→ Task requirements
Pull out every line in the data that has the string "advance" in it.
**** Listed records ****
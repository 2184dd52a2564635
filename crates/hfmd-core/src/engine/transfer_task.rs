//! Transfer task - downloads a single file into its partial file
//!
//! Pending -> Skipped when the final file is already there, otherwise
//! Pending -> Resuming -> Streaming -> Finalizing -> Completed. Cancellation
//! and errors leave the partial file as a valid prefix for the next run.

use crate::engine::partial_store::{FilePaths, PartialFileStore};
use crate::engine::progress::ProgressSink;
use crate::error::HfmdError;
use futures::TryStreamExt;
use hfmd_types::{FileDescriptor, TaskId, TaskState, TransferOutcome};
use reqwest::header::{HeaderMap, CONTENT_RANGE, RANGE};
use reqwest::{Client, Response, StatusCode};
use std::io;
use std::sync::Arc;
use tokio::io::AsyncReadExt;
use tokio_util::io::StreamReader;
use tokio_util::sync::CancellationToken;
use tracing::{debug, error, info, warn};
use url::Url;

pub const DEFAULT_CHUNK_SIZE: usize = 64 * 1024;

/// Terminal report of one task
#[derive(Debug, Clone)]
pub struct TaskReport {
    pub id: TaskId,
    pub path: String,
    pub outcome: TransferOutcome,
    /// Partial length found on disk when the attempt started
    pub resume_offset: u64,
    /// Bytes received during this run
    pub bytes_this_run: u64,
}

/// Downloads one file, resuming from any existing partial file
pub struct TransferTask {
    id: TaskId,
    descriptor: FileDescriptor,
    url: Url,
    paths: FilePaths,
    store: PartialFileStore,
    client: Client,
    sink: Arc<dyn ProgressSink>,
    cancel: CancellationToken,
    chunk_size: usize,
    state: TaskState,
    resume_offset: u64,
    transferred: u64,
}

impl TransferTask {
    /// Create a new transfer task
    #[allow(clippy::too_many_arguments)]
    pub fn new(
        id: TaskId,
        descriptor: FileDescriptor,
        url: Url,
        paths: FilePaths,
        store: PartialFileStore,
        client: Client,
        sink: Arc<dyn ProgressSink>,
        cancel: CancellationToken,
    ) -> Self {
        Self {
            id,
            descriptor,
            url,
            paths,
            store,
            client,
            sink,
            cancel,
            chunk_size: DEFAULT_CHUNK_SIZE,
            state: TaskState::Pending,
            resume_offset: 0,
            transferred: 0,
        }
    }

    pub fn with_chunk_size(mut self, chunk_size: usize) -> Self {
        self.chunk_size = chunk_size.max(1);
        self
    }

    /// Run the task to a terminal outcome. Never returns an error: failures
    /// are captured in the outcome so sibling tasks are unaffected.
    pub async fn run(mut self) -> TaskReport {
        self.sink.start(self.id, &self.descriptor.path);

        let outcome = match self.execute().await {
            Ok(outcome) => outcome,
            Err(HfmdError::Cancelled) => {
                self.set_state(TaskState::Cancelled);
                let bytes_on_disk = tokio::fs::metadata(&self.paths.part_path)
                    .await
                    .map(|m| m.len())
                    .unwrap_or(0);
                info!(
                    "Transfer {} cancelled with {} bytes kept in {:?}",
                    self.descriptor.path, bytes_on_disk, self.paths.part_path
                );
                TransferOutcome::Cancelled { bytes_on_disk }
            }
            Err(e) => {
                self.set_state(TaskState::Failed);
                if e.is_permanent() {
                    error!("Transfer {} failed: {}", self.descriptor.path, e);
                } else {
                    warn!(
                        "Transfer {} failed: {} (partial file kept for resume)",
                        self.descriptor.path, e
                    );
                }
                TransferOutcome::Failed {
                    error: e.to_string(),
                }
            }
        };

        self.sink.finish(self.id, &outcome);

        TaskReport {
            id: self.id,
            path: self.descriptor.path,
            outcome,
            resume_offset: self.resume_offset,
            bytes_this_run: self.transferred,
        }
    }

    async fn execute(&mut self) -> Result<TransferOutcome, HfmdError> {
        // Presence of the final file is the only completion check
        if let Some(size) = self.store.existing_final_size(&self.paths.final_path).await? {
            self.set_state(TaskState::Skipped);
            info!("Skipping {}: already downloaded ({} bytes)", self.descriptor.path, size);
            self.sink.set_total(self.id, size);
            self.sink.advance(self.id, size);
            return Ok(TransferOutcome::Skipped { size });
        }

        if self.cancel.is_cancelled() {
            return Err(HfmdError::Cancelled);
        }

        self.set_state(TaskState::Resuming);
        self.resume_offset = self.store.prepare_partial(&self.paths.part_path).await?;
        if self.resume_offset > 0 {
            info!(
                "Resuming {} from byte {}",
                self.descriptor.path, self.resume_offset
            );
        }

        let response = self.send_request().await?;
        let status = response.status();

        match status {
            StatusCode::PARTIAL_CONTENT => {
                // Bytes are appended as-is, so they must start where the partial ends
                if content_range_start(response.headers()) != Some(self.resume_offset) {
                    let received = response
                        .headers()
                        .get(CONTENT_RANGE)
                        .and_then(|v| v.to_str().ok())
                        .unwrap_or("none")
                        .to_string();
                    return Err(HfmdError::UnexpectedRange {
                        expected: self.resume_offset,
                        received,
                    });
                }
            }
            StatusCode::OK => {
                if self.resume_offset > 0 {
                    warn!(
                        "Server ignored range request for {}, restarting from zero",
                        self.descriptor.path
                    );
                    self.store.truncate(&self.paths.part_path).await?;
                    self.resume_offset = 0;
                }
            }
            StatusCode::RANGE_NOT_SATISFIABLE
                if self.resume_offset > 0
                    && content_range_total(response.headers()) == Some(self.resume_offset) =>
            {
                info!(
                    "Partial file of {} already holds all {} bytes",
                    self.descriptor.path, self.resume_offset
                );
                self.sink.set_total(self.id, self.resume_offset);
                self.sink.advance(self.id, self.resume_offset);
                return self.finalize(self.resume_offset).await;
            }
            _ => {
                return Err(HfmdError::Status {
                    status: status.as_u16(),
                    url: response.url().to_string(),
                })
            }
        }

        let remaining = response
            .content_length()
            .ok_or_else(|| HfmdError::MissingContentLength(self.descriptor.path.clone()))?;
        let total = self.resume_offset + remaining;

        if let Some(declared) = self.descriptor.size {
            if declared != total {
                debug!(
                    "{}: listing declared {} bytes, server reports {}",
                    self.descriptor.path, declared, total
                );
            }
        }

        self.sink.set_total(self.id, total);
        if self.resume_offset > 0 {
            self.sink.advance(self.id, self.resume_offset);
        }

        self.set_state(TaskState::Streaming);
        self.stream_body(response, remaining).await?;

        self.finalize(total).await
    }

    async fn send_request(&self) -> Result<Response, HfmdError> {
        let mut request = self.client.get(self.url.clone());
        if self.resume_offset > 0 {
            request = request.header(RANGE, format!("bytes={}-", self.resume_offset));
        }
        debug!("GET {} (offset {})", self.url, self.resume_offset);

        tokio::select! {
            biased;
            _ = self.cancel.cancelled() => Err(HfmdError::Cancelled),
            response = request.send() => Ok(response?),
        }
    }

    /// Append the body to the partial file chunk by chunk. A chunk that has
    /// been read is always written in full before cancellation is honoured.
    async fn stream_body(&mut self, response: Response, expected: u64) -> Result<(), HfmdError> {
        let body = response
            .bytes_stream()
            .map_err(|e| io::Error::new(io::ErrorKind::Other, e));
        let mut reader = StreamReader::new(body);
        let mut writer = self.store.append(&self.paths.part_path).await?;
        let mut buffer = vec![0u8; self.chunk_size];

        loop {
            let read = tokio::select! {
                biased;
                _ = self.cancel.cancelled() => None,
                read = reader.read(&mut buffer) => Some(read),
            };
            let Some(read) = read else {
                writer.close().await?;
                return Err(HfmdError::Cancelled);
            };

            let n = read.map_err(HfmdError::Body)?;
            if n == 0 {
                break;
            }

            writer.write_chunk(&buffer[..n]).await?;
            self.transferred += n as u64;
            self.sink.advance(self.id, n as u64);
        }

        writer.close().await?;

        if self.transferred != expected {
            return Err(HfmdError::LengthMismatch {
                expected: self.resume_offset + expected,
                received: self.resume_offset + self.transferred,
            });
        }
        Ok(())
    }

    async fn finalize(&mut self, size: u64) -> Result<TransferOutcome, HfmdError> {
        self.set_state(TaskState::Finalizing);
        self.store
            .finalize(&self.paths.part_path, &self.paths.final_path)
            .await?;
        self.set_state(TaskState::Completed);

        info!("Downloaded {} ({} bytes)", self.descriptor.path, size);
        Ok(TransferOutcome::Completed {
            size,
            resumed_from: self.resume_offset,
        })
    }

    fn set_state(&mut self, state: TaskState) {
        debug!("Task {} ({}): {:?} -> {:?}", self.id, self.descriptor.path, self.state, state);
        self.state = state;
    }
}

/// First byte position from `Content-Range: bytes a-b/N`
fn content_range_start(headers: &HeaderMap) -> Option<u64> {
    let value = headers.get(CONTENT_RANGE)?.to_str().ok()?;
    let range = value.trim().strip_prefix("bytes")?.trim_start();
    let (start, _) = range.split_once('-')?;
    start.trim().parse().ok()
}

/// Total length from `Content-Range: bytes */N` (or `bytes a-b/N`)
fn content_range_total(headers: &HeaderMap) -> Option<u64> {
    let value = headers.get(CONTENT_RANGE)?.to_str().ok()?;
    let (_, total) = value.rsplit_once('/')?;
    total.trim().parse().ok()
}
****
→ Response to this exercise
            self.sink.advance(self.id, size);
                self.sink.advance(self.id, self.resume_offset);
            self.sink.advance(self.id, self.resume_offset);
            self.sink.advance(self.id, n as u64);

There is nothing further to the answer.